While world Jews are extremely interested in and sensitive to Israel, members of the Israeli government often ignore and disrespect them. While Prime Minister Benjamin Netanyahu promises equality at the Western Wall in a speech in Washington, he later cowers before the ultra-Orthodox in Jerusalem and reneges on his promise. While Jewish media outlets all over the United States, be it in New York, Los Angeles or Oshkosh, Wisconsin, constantly cover Israel, Israeli media does not reciprocate. World Jews are not often mentioned here, and when they are, it’s frequently in a tongue-in-cheek sort of way. A famous such news item involved a Reform rabbi who allowed dogs in the synagogue for a one-time “Bark-Mitzvah.” The rabbi‘s intention was to attract kids to the synagogue, but this story created the urban legend “The Reform Jews marry cats and dogs.”

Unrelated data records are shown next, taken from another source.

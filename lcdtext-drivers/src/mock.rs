//! Recording bus, lines and delay for driver tests

use std::cell::RefCell;
use std::rc::Rc;

use embedded_hal::delay::DelayNs;
use lcdtext_hal::{OutputPin, SpiBus};

/// What the controller would have seen
#[derive(Debug, Clone, PartialEq, Eq)]
pub enum Event {
    /// Byte written with D/C low
    Command(u8),
    /// Transfer written with D/C high
    Data(Vec<u8>),
    /// Reset line level
    Reset(bool),
    /// Delay in milliseconds
    DelayMs(u32),
}

#[derive(Default)]
struct WireState {
    events: Vec<Event>,
    dc_high: bool,
    fail_bus: bool,
}

/// Shared recording of everything sent to the panel
#[derive(Clone, Default)]
pub struct Wire(Rc<RefCell<WireState>>);

impl Wire {
    pub fn new() -> Self {
        Self::default()
    }

    pub fn bus(&self) -> MockBus {
        MockBus(self.clone())
    }

    pub fn dc(&self) -> MockDc {
        MockDc(self.clone())
    }

    pub fn rst(&self) -> MockRst {
        MockRst(self.clone())
    }

    pub fn delay(&self) -> MockDelay {
        MockDelay(self.clone())
    }

    /// Make every following bus transfer fail
    pub fn break_bus(&self) {
        self.0.borrow_mut().fail_bus = true;
    }

    pub fn events(&self) -> Vec<Event> {
        self.0.borrow().events.clone()
    }

    /// Drain the recording
    pub fn take(&self) -> Vec<Event> {
        std::mem::take(&mut self.0.borrow_mut().events)
    }

    /// Command bytes only, in order
    pub fn commands(&self) -> Vec<u8> {
        self.events()
            .into_iter()
            .filter_map(|e| match e {
                Event::Command(c) => Some(c),
                _ => None,
            })
            .collect()
    }

    /// All data transfers concatenated
    pub fn data_bytes(&self) -> Vec<u8> {
        self.events()
            .into_iter()
            .filter_map(|e| match e {
                Event::Data(d) => Some(d),
                _ => None,
            })
            .flatten()
            .collect()
    }

    fn push(&self, event: Event) {
        self.0.borrow_mut().events.push(event);
    }
}

pub struct MockBus(Wire);

impl SpiBus for MockBus {
    type Error = &'static str;

    fn write(&mut self, data: &[u8]) -> Result<(), Self::Error> {
        let mut state = self.0 .0.borrow_mut();
        if state.fail_bus {
            return Err("bus down");
        }
        if state.dc_high {
            state.events.push(Event::Data(data.to_vec()));
        } else {
            state.events.extend(data.iter().map(|&b| Event::Command(b)));
        }
        Ok(())
    }
}

pub struct MockDc(Wire);

impl OutputPin for MockDc {
    type Error = &'static str;

    fn set(&mut self, high: bool) -> Result<(), Self::Error> {
        self.0 .0.borrow_mut().dc_high = high;
        Ok(())
    }
}

pub struct MockRst(Wire);

impl OutputPin for MockRst {
    type Error = &'static str;

    fn set(&mut self, high: bool) -> Result<(), Self::Error> {
        self.0.push(Event::Reset(high));
        Ok(())
    }
}

pub struct MockDelay(Wire);

impl DelayNs for MockDelay {
    fn delay_ns(&mut self, ns: u32) {
        self.0.push(Event::DelayMs(ns / 1_000_000));
    }

    fn delay_ms(&mut self, ms: u32) {
        self.0.push(Event::DelayMs(ms));
    }
}
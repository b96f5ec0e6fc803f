//! spidev-backed SPI bus
//!
//! One `write(2)` on a spidev node is one SPI transaction with chip select
//! held for its whole length, which is what the command/data protocol of the
//! panel controllers needs. The kernel limits a single transfer to
//! `spidev.bufsiz` (4096 bytes by default), so large payloads must be split
//! by the caller.

use std::io::Write;

use lcdtext_hal::{SpiBus, SpiConfig};
use linux_embedded_hal::spidev::{SpiModeFlags, Spidev, SpidevOptions};
use log::debug;

use crate::error::HalError;

/// An open, configured spidev node
pub struct SpidevBus {
    dev: Spidev,
    path: String,
    config: SpiConfig,
}

impl SpidevBus {
    /// Open `path` and configure mode, clock and 8-bit words
    pub fn open(path: &str, config: SpiConfig) -> Result<Self, HalError> {
        let open_err = |source| HalError::SpiOpen {
            path: path.to_string(),
            source,
        };

        let mut dev = Spidev::open(path).map_err(open_err)?;

        let options = SpidevOptions::new()
            .bits_per_word(8)
            .max_speed_hz(config.frequency)
            .mode(mode_flags(config))
            .build();
        dev.configure(&options).map_err(open_err)?;

        debug!(
            "spidev {} open: {} Hz, mode {}",
            path,
            config.frequency,
            config.mode.number()
        );

        Ok(Self {
            dev,
            path: path.to_string(),
            config,
        })
    }

    /// Device node path
    pub fn path(&self) -> &str {
        &self.path
    }

    /// Active configuration
    pub fn config(&self) -> SpiConfig {
        self.config
    }
}

impl SpiBus for SpidevBus {
    type Error = HalError;

    fn write(&mut self, data: &[u8]) -> Result<(), HalError> {
        let written = self.dev.write(data).map_err(HalError::SpiWrite)?;
        check_written(data.len(), written)
    }
}

fn mode_flags(config: SpiConfig) -> SpiModeFlags {
    match config.mode.number() {
        0 => SpiModeFlags::SPI_MODE_0,
        1 => SpiModeFlags::SPI_MODE_1,
        2 => SpiModeFlags::SPI_MODE_2,
        _ => SpiModeFlags::SPI_MODE_3,
    }
}

/// A transfer is only successful if the kernel took every byte
fn check_written(expected: usize, written: usize) -> Result<(), HalError> {
    if written == expected {
        Ok(())
    } else {
        Err(HalError::ShortWrite { expected, written })
    }
}

#[cfg(test)]
mod tests {
    use super::*;
    use lcdtext_hal::Mode;

    #[test]
    fn test_check_written() {
        assert!(check_written(8, 8).is_ok());
        assert!(matches!(
            check_written(8, 3),
            Err(HalError::ShortWrite {
                expected: 8,
                written: 3
            })
        ));
    }

    #[test]
    fn test_mode_flags() {
        assert_eq!(
            mode_flags(SpiConfig::new(1_000_000)).bits(),
            SpiModeFlags::SPI_MODE_0.bits()
        );
        assert_eq!(
            mode_flags(SpiConfig::new(1_000_000).with_mode(Mode::Mode3)).bits(),
            SpiModeFlags::SPI_MODE_3.bits()
        );
    }

    #[test]
    fn test_open_missing_node_fails() {
        let result = SpidevBus::open("/dev/spidev-does-not-exist", SpiConfig::default());
        assert!(matches!(result, Err(HalError::SpiOpen { .. })));
    }
}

I was reminded of that story when I met Sharansky last week. He said that Israelis’ ignorance regarding liberal world Jews is so enormous that it’s reminiscent of educated Russians who would frequently ask him if he remembers how his grandfather used Christian blood to make matzo.
For “official Israel,” the relationship with world Jews is similar to the relationship one has with an ATM machine. You need only to approach and hit the right buttons, and you get something. But this is not the relationship for which we should aim. Many Jews around the world deal with this dissonance by turning their backs on Israel and saying, “When you get your act together, call me.” This is a luxury both sides cannot afford. Israel is the most important Jewish project of our lifetime. Zionism is not a spectator sport. Diaspora Jews must get in the ring. Like me, there are millions of Israelis who are committed to making Israel live up to its own. We are reaching out to you — not as ATMs, but as real partners who share our values and our aspirations.

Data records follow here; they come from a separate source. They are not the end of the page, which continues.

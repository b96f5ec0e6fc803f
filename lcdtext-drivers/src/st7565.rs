//! ST7565 LCD driver
//!
//! Driver for 128x64 ST7565-based monochrome LCDs (Newhaven NHD-C12864 and
//! similar) over 4-wire SPI. The controller's display RAM is page-packed,
//! so frames from `lcdtext-core` are sent without conversion.

use embedded_hal::delay::DelayNs;
use lcdtext_core::framebuffer;
use lcdtext_hal::{OutputPin, SpiBus};
use log::debug;

use crate::interface::{InterfaceError, SpiInterface};
use crate::panel::{DriverError, PanelDriver, PanelState};

/// ST7565 commands
#[allow(dead_code)]
mod cmd {
    pub const DISPLAY_OFF: u8 = 0xAE;
    pub const DISPLAY_ON: u8 = 0xAF;
    pub const SET_START_LINE: u8 = 0x40;
    pub const SET_PAGE_ADDR: u8 = 0xB0;
    pub const SET_COLUMN_HIGH: u8 = 0x10;
    pub const SET_COLUMN_LOW: u8 = 0x00;
    pub const ADC_NORMAL: u8 = 0xA0;
    pub const ADC_REVERSE: u8 = 0xA1;
    pub const DISPLAY_NORMAL: u8 = 0xA6;
    pub const DISPLAY_REVERSE: u8 = 0xA7;
    pub const BIAS_1_9: u8 = 0xA2;
    pub const BIAS_1_7: u8 = 0xA3;
    pub const COM_NORMAL: u8 = 0xC0;
    pub const COM_REVERSE: u8 = 0xC8;
    pub const POWER_CONTROL: u8 = 0x28;
    pub const REGULATOR_RATIO: u8 = 0x20;
    pub const SET_VOLUME: u8 = 0x81;
}

/// Reset pulse low time
const RESET_LOW_MS: u32 = 50;

/// Settle time after releasing reset
const RESET_SETTLE_MS: u32 = 50;

/// Power-on contrast (electronic volume)
const DEFAULT_CONTRAST: u8 = 0x16;

/// ST7565 driver
pub struct St7565<SPI, DC, RST, D> {
    iface: SpiInterface<SPI, DC>,
    rst: RST,
    delay: D,
    width: usize,
    height: usize,
    state: PanelState,
}

impl<SPI, DC, RST, D> St7565<SPI, DC, RST, D>
where
    SPI: SpiBus,
    DC: OutputPin,
    RST: OutputPin<Error = DC::Error>,
    D: DelayNs,
{
    /// Create a 128x64 driver
    pub fn new(spi: SPI, dc: DC, rst: RST, delay: D) -> Self {
        Self::with_size(spi, dc, rst, delay, 128, 64)
    }

    /// Create a driver for a non-standard glass size
    pub fn with_size(spi: SPI, dc: DC, rst: RST, delay: D, width: usize, height: usize) -> Self {
        Self {
            iface: SpiInterface::new(spi, dc),
            rst,
            delay,
            width,
            height,
            state: PanelState::Uninitialized,
        }
    }

    /// Pulse the reset line: low 50 ms, high, then wait 50 ms
    pub fn reset(&mut self) -> Result<(), InterfaceError<SPI, DC>> {
        debug!("st7565: reset");
        self.rst.set_low().map_err(DriverError::Pin)?;
        self.delay.delay_ms(RESET_LOW_MS);
        self.rst.set_high().map_err(DriverError::Pin)?;
        self.delay.delay_ms(RESET_SETTLE_MS);
        self.state = PanelState::Reset;
        Ok(())
    }

    /// Send the init sequence and turn the display on
    pub fn init(&mut self) -> Result<(), InterfaceError<SPI, DC>> {
        let init_cmds: &[u8] = &[
            cmd::DISPLAY_OFF,
            cmd::BIAS_1_9,
            cmd::ADC_NORMAL,
            cmd::COM_REVERSE,
            cmd::POWER_CONTROL | 0x07, // Booster, regulator, follower on
            cmd::REGULATOR_RATIO | 0x06,
            cmd::SET_VOLUME,
            DEFAULT_CONTRAST,
            cmd::DISPLAY_ON,
        ];

        for &c in init_cmds {
            self.iface.command(c)?;
        }

        self.state = PanelState::Ready;
        debug!("st7565: ready ({}x{})", self.width, self.height);
        Ok(())
    }

    /// Write a full page-packed frame
    ///
    /// `fb` must be exactly `width * height / 8` bytes.
    pub fn set_framebuffer(&mut self, fb: &[u8]) -> Result<(), InterfaceError<SPI, DC>> {
        framebuffer::check_frame(fb, self.width, self.height)?;

        for (page, bytes) in fb.chunks(self.width).enumerate() {
            self.iface.command(cmd::SET_PAGE_ADDR | (page as u8 & 0x0F))?;
            self.iface.command(cmd::SET_COLUMN_HIGH)?;
            self.iface.command(cmd::SET_COLUMN_LOW)?;
            self.iface.data(bytes)?;
        }
        Ok(())
    }

    /// Blank the display RAM
    pub fn clear(&mut self) -> Result<(), InterfaceError<SPI, DC>> {
        let blank = vec![0u8; self.width * (self.height / 8)];
        self.set_framebuffer(&blank)
    }

    /// Set the electronic volume (contrast), 6 bits
    pub fn set_contrast(&mut self, value: u8) -> Result<(), InterfaceError<SPI, DC>> {
        self.iface.command(cmd::SET_VOLUME)?;
        self.iface.command(value & 0x3F)
    }

    /// Turn the display on/off without touching its RAM
    pub fn display_on(&mut self, on: bool) -> Result<(), InterfaceError<SPI, DC>> {
        self.iface
            .command(if on { cmd::DISPLAY_ON } else { cmd::DISPLAY_OFF })
    }

    /// Session state
    pub fn state(&self) -> PanelState {
        self.state
    }
}

impl<SPI, DC, RST, D> PanelDriver for St7565<SPI, DC, RST, D>
where
    SPI: SpiBus,
    DC: OutputPin,
    RST: OutputPin<Error = DC::Error>,
    D: DelayNs,
{
    type Error = InterfaceError<SPI, DC>;

    fn reset(&mut self) -> Result<(), Self::Error> {
        St7565::reset(self)
    }

    fn init(&mut self) -> Result<(), Self::Error> {
        St7565::init(self)
    }

    fn push_frame(&mut self, fb: &[u8]) -> Result<(), Self::Error> {
        self.set_framebuffer(fb)
    }

    fn clear(&mut self) -> Result<(), Self::Error> {
        St7565::clear(self)
    }

    fn size(&self) -> (usize, usize) {
        (self.width, self.height)
    }

    fn state(&self) -> PanelState {
        self.state
    }
}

There’s a way: Instead of inviting Netanyahu to speak, of insisting on a selfie with him as reward, let him face the consequences of his actions in Israel. We have power. We have numbers. Just like the ultra-Orthodox, we, too, can exert pressure. Let every Jewish organization invite the “Unofficial Israel”: Knesset Members from the opposition, leaders of nongovernmental organizations, anyone who’s not a part of “Official Israel.” We can create a new reality; we just have to wean ourselves off selfies with Netanyahu.
Cancelling the Kotel Agreement is chutzpah. It brought Israel’s government’s complete disregard for world Jewry into the light. Instead of lamenting it, let’s view it as a call to action. The ABCs of crisis management suggest taking responsibility and creating a new normal. This crisis is an opportunity to create a more solid, truthful base for the relationship between Israel and Jews around the world, and an opportunity to demand more reciprocation: the New Normal.